Within the listing below, how many lines hold the string "listening"? Only the number is wanted.

* Records shown:

☆ ☆ ☆ ☆ ☆ ☆ ☆

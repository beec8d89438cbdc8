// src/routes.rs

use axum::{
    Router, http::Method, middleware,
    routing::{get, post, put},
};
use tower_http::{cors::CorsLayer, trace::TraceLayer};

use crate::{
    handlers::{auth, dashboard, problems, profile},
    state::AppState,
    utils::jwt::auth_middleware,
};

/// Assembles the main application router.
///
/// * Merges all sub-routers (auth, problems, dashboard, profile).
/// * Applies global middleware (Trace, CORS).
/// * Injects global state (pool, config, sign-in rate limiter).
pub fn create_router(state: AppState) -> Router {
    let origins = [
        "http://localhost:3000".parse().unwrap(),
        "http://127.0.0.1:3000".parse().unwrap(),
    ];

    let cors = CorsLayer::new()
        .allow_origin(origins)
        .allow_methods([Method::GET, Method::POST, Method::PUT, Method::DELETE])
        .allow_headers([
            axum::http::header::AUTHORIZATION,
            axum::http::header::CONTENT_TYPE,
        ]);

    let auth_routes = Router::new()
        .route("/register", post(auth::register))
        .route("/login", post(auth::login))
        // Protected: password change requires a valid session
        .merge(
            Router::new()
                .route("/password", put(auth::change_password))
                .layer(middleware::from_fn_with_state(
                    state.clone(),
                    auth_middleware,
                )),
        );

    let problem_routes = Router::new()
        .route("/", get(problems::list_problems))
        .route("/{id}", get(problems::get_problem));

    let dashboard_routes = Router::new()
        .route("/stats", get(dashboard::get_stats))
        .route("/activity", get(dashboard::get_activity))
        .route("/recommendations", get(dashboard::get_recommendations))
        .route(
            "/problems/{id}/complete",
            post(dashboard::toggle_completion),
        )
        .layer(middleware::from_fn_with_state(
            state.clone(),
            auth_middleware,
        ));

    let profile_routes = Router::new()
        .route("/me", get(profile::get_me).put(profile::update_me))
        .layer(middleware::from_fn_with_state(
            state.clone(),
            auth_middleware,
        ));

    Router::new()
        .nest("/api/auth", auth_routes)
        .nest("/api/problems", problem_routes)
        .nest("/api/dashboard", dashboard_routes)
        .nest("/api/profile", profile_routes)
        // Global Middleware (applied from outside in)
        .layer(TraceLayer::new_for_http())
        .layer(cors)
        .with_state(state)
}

☆ ☆ ☆ ☆ ☆ ☆ ☆

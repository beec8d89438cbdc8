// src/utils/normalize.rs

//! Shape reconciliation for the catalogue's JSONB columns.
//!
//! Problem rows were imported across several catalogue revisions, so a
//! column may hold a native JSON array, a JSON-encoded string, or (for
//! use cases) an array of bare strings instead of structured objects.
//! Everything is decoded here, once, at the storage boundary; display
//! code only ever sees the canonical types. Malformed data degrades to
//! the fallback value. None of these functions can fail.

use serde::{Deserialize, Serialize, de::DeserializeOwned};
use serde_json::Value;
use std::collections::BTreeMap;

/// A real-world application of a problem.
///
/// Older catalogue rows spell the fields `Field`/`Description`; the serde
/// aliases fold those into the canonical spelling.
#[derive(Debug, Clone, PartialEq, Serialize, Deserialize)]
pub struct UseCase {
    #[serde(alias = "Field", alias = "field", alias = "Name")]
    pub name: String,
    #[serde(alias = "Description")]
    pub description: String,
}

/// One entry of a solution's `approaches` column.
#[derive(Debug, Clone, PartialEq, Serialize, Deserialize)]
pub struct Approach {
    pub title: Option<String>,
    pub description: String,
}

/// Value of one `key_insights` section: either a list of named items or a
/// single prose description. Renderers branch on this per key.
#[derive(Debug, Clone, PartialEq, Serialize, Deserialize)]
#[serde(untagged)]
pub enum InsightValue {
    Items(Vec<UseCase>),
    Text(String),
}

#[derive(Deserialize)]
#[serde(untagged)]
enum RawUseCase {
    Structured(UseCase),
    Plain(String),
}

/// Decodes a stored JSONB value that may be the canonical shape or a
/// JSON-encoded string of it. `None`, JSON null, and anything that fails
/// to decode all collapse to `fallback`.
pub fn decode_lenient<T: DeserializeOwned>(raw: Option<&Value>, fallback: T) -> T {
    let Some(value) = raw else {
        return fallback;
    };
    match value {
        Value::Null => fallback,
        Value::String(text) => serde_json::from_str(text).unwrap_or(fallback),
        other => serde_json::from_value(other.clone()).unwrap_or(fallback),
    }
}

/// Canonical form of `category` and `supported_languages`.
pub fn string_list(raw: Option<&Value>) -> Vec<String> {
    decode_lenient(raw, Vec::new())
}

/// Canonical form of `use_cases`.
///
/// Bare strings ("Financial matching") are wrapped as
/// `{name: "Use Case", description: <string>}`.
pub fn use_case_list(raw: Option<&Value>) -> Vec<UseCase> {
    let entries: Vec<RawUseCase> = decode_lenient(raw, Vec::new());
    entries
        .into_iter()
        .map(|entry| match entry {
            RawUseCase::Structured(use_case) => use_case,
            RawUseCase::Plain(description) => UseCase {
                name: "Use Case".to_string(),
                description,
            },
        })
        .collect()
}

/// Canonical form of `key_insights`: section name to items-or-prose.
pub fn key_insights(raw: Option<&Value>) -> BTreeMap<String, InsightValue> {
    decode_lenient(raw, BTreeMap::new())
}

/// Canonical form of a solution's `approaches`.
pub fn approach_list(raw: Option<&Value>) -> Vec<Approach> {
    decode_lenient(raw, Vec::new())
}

☆ ☆ ☆ ☆ ☆ ☆ ☆

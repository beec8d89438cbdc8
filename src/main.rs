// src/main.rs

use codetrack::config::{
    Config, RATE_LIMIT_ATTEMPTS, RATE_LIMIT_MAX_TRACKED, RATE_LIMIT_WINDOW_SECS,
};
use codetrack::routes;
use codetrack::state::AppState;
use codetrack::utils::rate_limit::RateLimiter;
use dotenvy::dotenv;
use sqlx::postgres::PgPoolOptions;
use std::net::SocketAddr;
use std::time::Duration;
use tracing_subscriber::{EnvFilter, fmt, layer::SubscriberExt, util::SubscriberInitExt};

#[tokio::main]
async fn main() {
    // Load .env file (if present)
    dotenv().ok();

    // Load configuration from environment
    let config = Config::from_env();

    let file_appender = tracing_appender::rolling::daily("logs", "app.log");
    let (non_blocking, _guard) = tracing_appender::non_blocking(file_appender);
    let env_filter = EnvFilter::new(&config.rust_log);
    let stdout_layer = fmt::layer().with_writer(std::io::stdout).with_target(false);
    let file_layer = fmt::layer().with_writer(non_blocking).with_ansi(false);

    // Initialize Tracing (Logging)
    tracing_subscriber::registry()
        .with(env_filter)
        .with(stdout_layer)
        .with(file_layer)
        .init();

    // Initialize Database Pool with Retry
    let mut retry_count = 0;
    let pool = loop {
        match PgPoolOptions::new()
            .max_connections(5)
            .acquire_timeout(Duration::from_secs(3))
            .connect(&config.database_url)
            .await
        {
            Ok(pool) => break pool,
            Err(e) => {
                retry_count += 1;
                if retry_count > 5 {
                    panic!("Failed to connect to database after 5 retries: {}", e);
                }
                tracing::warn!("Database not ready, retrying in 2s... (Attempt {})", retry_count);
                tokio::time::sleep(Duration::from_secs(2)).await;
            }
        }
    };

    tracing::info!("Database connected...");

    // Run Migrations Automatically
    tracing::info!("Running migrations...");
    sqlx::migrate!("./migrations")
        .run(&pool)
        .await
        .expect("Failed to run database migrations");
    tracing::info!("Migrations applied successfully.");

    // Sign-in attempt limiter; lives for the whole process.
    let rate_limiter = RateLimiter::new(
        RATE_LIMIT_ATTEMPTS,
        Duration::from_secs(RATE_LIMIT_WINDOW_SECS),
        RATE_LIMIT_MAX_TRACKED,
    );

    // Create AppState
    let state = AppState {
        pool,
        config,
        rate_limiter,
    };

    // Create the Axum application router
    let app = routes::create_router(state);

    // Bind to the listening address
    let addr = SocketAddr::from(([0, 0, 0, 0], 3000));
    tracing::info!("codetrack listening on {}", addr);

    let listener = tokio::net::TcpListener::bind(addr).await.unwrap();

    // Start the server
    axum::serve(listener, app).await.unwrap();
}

☆ ☆ ☆ ☆ ☆ ☆ ☆

* Solution to this exercise:
2